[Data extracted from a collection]
<<<<

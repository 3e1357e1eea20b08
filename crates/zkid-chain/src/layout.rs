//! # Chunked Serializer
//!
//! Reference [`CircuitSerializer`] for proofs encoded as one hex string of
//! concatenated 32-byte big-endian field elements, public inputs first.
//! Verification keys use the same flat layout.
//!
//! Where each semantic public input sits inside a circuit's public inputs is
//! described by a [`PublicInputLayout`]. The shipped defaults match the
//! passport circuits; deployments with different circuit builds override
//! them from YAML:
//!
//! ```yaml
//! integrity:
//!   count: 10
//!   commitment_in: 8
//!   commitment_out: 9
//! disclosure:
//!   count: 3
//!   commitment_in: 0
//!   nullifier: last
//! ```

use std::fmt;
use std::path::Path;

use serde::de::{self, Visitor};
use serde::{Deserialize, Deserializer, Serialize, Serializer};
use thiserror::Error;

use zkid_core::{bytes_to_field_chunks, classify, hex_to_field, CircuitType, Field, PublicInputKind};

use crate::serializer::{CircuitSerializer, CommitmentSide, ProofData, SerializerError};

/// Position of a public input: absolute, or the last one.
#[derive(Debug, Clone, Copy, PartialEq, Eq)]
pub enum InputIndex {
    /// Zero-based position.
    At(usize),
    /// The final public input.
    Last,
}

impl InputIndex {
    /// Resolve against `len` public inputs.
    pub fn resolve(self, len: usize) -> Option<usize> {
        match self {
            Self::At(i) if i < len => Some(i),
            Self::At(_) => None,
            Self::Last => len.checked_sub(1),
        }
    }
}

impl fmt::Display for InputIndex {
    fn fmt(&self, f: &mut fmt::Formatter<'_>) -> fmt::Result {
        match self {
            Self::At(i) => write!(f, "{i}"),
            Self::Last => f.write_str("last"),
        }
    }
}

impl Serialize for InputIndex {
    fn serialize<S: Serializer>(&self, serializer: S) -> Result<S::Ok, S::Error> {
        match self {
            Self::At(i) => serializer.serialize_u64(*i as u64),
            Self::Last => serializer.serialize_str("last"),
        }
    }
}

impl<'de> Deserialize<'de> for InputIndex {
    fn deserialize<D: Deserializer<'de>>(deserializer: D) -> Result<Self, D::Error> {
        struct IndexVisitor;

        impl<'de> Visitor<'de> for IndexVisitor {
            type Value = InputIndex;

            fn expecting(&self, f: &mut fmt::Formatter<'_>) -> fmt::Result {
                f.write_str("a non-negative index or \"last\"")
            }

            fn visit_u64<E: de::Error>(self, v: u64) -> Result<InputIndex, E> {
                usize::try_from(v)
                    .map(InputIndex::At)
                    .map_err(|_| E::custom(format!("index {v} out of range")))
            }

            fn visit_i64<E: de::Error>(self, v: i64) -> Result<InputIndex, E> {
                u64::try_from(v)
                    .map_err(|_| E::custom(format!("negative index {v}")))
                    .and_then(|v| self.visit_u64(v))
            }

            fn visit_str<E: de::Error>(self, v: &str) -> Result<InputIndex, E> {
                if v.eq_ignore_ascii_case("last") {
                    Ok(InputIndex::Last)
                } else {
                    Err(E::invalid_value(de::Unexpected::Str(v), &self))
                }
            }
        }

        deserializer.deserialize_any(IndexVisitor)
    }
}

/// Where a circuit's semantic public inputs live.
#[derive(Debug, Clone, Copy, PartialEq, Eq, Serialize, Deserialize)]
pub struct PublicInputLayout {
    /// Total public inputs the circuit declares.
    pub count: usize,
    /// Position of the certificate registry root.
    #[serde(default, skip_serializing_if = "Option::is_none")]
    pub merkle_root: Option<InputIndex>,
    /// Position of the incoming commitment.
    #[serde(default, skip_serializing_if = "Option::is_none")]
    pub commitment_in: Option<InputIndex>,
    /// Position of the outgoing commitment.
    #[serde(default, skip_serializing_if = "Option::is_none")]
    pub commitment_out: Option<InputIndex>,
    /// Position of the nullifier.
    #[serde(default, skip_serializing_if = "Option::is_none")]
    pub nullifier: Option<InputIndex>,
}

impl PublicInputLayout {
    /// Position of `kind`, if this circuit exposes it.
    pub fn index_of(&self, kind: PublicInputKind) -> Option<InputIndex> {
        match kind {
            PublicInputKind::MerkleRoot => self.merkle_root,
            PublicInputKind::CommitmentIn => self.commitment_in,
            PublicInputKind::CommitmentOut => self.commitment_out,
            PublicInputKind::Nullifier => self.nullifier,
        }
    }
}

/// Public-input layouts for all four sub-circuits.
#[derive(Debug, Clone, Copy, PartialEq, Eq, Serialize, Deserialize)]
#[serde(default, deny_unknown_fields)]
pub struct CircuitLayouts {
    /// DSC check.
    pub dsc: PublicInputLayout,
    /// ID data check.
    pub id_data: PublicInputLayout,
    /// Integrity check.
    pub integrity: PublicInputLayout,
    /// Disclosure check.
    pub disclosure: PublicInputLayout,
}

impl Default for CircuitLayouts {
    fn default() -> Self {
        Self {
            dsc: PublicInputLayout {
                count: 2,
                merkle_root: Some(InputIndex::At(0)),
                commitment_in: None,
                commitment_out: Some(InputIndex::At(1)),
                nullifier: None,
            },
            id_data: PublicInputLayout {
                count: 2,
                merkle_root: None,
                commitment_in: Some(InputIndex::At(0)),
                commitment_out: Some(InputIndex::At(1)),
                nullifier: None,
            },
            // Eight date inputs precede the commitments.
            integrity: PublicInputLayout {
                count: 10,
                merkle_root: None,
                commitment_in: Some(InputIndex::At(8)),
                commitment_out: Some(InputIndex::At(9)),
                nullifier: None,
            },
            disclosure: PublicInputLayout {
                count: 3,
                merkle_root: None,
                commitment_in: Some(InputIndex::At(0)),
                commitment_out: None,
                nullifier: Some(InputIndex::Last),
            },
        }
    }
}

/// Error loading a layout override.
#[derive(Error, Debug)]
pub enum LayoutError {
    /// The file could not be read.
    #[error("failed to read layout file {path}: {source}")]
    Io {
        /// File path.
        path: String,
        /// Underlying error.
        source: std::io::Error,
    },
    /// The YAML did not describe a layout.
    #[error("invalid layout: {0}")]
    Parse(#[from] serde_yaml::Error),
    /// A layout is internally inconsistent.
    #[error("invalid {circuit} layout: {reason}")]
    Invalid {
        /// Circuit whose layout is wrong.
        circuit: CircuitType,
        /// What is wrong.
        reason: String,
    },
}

>>>>
<<<<

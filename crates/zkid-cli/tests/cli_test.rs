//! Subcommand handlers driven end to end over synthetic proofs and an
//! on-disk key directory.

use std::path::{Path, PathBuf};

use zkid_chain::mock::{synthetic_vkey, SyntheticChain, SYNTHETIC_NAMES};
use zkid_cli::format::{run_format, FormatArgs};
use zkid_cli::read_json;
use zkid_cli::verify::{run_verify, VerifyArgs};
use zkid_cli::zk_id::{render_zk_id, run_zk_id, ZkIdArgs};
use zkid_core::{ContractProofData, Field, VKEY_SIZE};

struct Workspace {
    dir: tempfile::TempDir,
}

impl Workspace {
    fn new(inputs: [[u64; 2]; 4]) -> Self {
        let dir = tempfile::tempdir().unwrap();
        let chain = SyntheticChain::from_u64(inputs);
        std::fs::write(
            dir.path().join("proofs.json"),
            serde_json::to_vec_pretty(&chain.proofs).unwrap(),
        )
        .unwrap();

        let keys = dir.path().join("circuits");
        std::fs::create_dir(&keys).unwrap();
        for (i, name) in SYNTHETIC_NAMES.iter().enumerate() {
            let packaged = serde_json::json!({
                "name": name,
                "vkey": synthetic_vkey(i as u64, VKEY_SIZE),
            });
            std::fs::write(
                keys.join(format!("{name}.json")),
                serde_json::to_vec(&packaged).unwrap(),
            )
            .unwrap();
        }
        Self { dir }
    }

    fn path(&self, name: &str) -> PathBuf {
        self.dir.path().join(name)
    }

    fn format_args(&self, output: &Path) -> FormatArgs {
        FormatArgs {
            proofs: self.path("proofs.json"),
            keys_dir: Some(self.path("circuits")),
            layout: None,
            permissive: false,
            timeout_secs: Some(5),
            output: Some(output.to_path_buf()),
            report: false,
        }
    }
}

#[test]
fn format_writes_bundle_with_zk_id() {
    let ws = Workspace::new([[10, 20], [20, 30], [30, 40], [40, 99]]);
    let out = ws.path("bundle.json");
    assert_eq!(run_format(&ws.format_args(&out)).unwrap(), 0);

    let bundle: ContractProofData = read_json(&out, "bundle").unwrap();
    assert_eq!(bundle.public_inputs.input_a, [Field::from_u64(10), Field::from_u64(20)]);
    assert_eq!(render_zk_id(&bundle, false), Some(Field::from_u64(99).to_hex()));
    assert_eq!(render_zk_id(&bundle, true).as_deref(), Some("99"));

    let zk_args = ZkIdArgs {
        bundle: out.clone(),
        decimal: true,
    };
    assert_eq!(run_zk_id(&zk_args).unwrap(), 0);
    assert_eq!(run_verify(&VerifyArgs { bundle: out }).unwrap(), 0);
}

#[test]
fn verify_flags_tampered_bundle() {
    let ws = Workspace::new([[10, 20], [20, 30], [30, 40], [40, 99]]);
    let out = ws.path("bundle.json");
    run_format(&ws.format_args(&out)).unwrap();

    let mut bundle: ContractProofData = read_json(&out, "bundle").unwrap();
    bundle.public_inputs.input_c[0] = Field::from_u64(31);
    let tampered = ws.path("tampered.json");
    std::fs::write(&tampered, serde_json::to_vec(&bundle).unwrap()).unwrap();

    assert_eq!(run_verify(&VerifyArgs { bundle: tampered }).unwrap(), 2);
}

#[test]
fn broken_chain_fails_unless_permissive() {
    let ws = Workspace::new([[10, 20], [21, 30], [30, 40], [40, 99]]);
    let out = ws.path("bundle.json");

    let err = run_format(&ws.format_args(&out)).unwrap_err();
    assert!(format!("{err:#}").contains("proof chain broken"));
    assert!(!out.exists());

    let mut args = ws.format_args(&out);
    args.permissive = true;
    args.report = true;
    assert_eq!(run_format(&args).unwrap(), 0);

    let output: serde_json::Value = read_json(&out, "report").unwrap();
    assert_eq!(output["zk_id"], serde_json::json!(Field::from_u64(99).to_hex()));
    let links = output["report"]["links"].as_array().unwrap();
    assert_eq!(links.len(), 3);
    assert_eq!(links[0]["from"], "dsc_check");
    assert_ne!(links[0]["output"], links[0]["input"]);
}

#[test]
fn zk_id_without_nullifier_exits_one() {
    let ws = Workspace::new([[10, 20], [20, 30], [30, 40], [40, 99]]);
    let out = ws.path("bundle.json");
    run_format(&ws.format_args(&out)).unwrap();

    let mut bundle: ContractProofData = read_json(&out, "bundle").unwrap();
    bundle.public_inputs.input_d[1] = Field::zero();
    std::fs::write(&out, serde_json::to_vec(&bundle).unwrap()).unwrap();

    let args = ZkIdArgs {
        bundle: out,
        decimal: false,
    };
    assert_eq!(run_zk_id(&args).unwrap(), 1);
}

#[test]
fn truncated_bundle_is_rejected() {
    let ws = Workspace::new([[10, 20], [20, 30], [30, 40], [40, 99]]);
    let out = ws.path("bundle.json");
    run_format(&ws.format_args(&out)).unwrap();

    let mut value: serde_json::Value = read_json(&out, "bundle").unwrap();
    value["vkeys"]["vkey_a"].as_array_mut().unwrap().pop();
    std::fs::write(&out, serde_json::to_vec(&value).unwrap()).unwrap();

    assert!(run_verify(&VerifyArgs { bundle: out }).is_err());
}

>>>>
<<<<

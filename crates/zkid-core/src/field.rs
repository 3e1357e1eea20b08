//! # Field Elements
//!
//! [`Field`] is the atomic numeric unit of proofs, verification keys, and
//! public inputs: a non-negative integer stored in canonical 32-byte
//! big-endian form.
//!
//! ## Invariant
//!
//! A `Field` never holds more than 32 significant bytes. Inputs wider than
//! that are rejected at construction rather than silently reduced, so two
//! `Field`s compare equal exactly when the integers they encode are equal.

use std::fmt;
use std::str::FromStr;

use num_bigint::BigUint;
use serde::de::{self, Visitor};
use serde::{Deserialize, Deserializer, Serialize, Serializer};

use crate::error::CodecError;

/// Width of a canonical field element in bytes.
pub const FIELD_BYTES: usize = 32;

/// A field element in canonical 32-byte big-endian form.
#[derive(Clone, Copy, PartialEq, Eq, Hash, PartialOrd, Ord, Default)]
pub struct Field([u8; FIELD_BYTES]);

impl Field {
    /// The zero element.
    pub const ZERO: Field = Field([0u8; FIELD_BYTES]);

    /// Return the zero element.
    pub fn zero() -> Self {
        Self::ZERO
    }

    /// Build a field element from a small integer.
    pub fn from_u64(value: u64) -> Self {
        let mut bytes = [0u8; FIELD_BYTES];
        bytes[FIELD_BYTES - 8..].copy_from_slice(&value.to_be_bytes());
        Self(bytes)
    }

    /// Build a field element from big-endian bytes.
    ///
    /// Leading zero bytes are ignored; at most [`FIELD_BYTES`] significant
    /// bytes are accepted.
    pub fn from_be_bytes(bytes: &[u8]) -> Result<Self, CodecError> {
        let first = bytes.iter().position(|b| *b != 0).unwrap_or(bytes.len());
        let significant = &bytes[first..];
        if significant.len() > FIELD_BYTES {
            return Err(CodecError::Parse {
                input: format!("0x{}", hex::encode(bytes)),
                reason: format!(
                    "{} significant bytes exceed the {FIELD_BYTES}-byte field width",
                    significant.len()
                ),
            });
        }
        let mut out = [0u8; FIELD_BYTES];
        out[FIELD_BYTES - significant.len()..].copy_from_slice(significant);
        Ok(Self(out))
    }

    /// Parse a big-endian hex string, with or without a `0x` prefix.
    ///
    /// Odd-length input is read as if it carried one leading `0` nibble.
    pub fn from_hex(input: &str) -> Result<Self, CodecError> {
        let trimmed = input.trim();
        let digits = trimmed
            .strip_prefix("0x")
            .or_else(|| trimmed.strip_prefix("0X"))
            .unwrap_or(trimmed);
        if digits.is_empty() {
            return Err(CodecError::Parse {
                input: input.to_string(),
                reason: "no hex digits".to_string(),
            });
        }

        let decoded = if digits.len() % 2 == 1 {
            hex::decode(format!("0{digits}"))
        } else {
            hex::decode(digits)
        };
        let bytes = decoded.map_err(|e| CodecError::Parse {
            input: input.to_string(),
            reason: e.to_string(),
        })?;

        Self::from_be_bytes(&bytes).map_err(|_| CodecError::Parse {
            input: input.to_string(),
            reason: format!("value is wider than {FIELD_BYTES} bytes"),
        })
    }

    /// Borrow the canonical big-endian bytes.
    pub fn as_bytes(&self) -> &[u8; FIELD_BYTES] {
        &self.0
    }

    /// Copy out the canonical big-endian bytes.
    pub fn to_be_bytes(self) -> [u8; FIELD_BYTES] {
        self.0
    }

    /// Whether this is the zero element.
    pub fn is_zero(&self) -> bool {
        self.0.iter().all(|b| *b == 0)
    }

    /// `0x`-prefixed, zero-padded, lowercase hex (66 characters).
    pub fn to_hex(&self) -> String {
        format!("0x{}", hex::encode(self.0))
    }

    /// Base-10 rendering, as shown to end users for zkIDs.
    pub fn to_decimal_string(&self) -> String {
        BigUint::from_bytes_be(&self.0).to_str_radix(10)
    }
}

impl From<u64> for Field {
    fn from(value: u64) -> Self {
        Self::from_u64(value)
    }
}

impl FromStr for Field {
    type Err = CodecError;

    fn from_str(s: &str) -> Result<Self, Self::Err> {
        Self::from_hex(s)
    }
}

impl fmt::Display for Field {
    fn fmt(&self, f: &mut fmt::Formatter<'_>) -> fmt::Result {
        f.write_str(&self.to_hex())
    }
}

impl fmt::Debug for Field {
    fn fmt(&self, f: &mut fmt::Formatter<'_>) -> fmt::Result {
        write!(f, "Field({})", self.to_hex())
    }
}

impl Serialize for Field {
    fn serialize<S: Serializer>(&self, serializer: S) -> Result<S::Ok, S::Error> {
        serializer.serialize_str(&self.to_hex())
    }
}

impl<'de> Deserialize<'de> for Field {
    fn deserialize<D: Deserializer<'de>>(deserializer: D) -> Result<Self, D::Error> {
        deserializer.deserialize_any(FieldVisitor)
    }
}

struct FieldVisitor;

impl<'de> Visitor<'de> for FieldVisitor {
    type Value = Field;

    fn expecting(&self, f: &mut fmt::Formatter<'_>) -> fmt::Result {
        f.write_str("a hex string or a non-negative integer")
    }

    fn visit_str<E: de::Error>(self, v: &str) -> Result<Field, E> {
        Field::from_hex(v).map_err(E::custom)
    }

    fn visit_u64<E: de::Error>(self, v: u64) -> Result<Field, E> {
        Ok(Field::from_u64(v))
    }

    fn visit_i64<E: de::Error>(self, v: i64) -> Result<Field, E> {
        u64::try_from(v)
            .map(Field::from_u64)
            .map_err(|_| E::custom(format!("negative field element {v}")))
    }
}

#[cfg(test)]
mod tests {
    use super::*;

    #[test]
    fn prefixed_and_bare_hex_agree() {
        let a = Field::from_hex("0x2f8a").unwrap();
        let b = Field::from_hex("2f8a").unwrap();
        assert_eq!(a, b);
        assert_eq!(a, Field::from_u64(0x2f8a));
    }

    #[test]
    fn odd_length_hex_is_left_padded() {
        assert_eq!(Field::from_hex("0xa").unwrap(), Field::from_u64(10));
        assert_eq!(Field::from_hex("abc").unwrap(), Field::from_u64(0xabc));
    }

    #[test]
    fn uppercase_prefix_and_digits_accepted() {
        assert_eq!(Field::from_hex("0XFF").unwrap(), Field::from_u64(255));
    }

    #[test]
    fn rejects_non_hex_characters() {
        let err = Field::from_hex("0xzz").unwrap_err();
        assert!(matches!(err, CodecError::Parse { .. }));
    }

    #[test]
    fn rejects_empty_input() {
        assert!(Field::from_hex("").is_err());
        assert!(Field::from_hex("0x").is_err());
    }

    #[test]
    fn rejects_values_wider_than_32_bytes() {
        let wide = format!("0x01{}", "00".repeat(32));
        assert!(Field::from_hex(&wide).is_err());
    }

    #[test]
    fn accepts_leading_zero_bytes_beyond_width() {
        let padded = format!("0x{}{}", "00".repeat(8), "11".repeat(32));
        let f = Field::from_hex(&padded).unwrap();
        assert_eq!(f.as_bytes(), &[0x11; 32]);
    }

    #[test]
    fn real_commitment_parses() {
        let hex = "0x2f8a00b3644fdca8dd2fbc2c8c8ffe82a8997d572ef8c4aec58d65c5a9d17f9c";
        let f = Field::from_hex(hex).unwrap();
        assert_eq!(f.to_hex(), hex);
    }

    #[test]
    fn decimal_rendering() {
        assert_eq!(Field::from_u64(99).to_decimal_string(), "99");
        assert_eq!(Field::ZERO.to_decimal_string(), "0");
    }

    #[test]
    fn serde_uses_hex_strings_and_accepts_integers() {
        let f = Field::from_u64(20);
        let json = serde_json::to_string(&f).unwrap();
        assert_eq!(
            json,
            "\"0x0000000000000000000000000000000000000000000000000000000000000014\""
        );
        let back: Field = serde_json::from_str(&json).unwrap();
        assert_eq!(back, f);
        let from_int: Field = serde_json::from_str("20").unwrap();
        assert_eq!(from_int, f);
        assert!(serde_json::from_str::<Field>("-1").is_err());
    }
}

>>>>

- [What is required]: Please report every line among the entries that includes "tempfile".

- [Result]:
    dir: tempfile::TempDir,
        let dir = tempfile::tempdir().unwrap();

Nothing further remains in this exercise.